Филипп Гранрийе в 1998 году взорвал фестиваль в Локарно страшным в своей обнаженности фильмом "Темный" — о прячущемся в аду своего подсознания серийном убийце и пронзившей его любви к девственнице. Потом была "Новая жизнь" — наоборот, о любви мужчины к проститутке, влекущей его за собой в ад. "Озеро" лишено даже следов внешнего драматизма, а контур любовного треугольника (брат--сестра--пришелец), хотя и включает любовную сцену, остается целомудренным и никак не тянет на "тему инцеста".
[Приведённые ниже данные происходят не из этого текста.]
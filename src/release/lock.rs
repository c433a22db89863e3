//! Per-component advisory lock
//!
//! Two invocations releasing the same component of the same repository
//! would race on tags and the manifest. The lock file lives outside the work
//! tree so it never dirties it.

use crate::core::error::{RailResult, ReleaseError, ResultExt};
use sha2::{Digest, Sha256};
use std::fs::{self, OpenOptions};
use std::io::{ErrorKind, Write};
use std::path::{Path, PathBuf};

/// Held for the duration of one component release; removed on drop
#[derive(Debug)]
pub struct ReleaseLock {
  path: PathBuf,
}

impl ReleaseLock {
  /// Lock in the system temp directory
  pub fn acquire(root: &Path, component: &str) -> RailResult<Self> {
    Self::acquire_in(&std::env::temp_dir().join("shiprail-locks"), root, component)
  }

  pub fn acquire_in(lock_dir: &Path, root: &Path, component: &str) -> RailResult<Self> {
    fs::create_dir_all(lock_dir).with_context(|| format!("Failed to create {}", lock_dir.display()))?;
    let path = lock_dir.join(lock_file_name(root, component));

    match OpenOptions::new().write(true).create_new(true).open(&path) {
      Ok(mut file) => {
        let _ = writeln!(
          file,
          "pid={}\nroot={}\nsince={}",
          std::process::id(),
          root.display(),
          chrono::Utc::now().to_rfc3339()
        );
        tracing::debug!(lock = %path.display(), component, "release lock acquired");
        Ok(Self { path })
      }
      Err(e) if e.kind() == ErrorKind::AlreadyExists => Err(
        ReleaseError::Locked {
          component: component.to_string(),
          lock_path: path,
        }
        .into(),
      ),
      Err(e) => Err(e).with_context(|| format!("Failed to create lock {}", path.display())),
    }
  }

  pub fn path(&self) -> &Path {
    &self.path
  }
}

impl Drop for ReleaseLock {
  fn drop(&mut self) {
    if let Err(e) = fs::remove_file(&self.path) {
      tracing::warn!(lock = %self.path.display(), error = %e, "failed to remove release lock");
    }
  }
}

/// `<sha256(root) prefix>-<component>.lock`
fn lock_file_name(root: &Path, component: &str) -> String {
  let digest = format!("{:x}", Sha256::digest(root.to_string_lossy().as_bytes()));
  let component: String = component
    .chars()
    .map(|c| if c.is_ascii_alphanumeric() || c == '-' || c == '_' { c } else { '_' })
    .collect();
  format!("{}-{}.lock", &digest[..16], component)
}
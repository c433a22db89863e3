//! Canonical release tag names

use crate::core::config::TagFormat;
use semver::Version;

/// Tag for a component release: `{name}-v{version}` or `v{version}`
pub fn format_tag(format: TagFormat, name: &str, version: &Version) -> String {
  match format {
    TagFormat::PerComponent => format!("{}-v{}", name, version),
    TagFormat::Monorepo => format!("v{}", version),
  }
}

/// Glob matching every tag of a component
pub fn tag_glob(format: TagFormat, name: &str) -> String {
  match format {
    TagFormat::PerComponent => format!("{}-v*", name),
    TagFormat::Monorepo => "v*".to_string(),
  }
}

/// Version encoded in a tag, if the tag belongs to this component
pub fn parse_tag(format: TagFormat, name: &str, tag: &str) -> Option<Version> {
  let rest = match format {
    TagFormat::PerComponent => tag.strip_prefix(name)?.strip_prefix("-v")?,
    TagFormat::Monorepo => tag.strip_prefix('v')?,
  };
  Version::parse(rest).ok()
}

/// Highest tagged version strictly below `below`
///
/// Tags that don't parse are ignored, so `ui-v2` never shadows `ui-v1.4.0`.
pub fn previous_tag(tags: &[String], format: TagFormat, name: &str, below: &Version) -> Option<String> {
  tags
    .iter()
    .filter_map(|tag| parse_tag(format, name, tag).map(|v| (v, tag)))
    .filter(|(v, _)| v < below)
    .max_by(|(a, _), (b, _)| a.cmp(b))
    .map(|(_, tag)| tag.clone())
}

/// Highest tagged version of this component
pub fn latest_tag(tags: &[String], format: TagFormat, name: &str) -> Option<String> {
  tags
    .iter()
    .filter_map(|tag| parse_tag(format, name, tag).map(|v| (v, tag)))
    .max_by(|(a, _), (b, _)| a.cmp(b))
    .map(|(_, tag)| tag.clone())
}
Причина, по которой Филипп Гранрийе остается одним из немногих "проклятых поэтов" в современном кино, проста. Он не делает сюжетное, или социальное, или развлекательное кино, а рассматривает кинокамеру как перо и каждый раз пишет ею тексты, опровергающие старый и опробующие новый "кинетический" язык. Тем самым он наследует традициям киноавангарда и отчасти нелюбимой им "новой волны", но доводит до предела возможности, которые дают съемочная и цветокорректирующая техника новейшего поколения. Никто, даже Вернер Херцог, так не умеет снимать в сумерках, ни у кого нет таких призрачных фигур на снегу, а если камера дрожит в эпилептическом припадке, это не влияние "Догмы", а точное соответствие состоянию героев. Тема Гранрийе — феноменология тела и души, близкая из его современников разве что Александру Сокурову. И обращение французского режиссера к русским актерам совершенно закономерно: как и сто лет назад, просвещенные европейцы по-прежнему надеются открыть на наших просторах "внутреннюю Сибирь" и запечатлеть на пленке пресловутую духовность.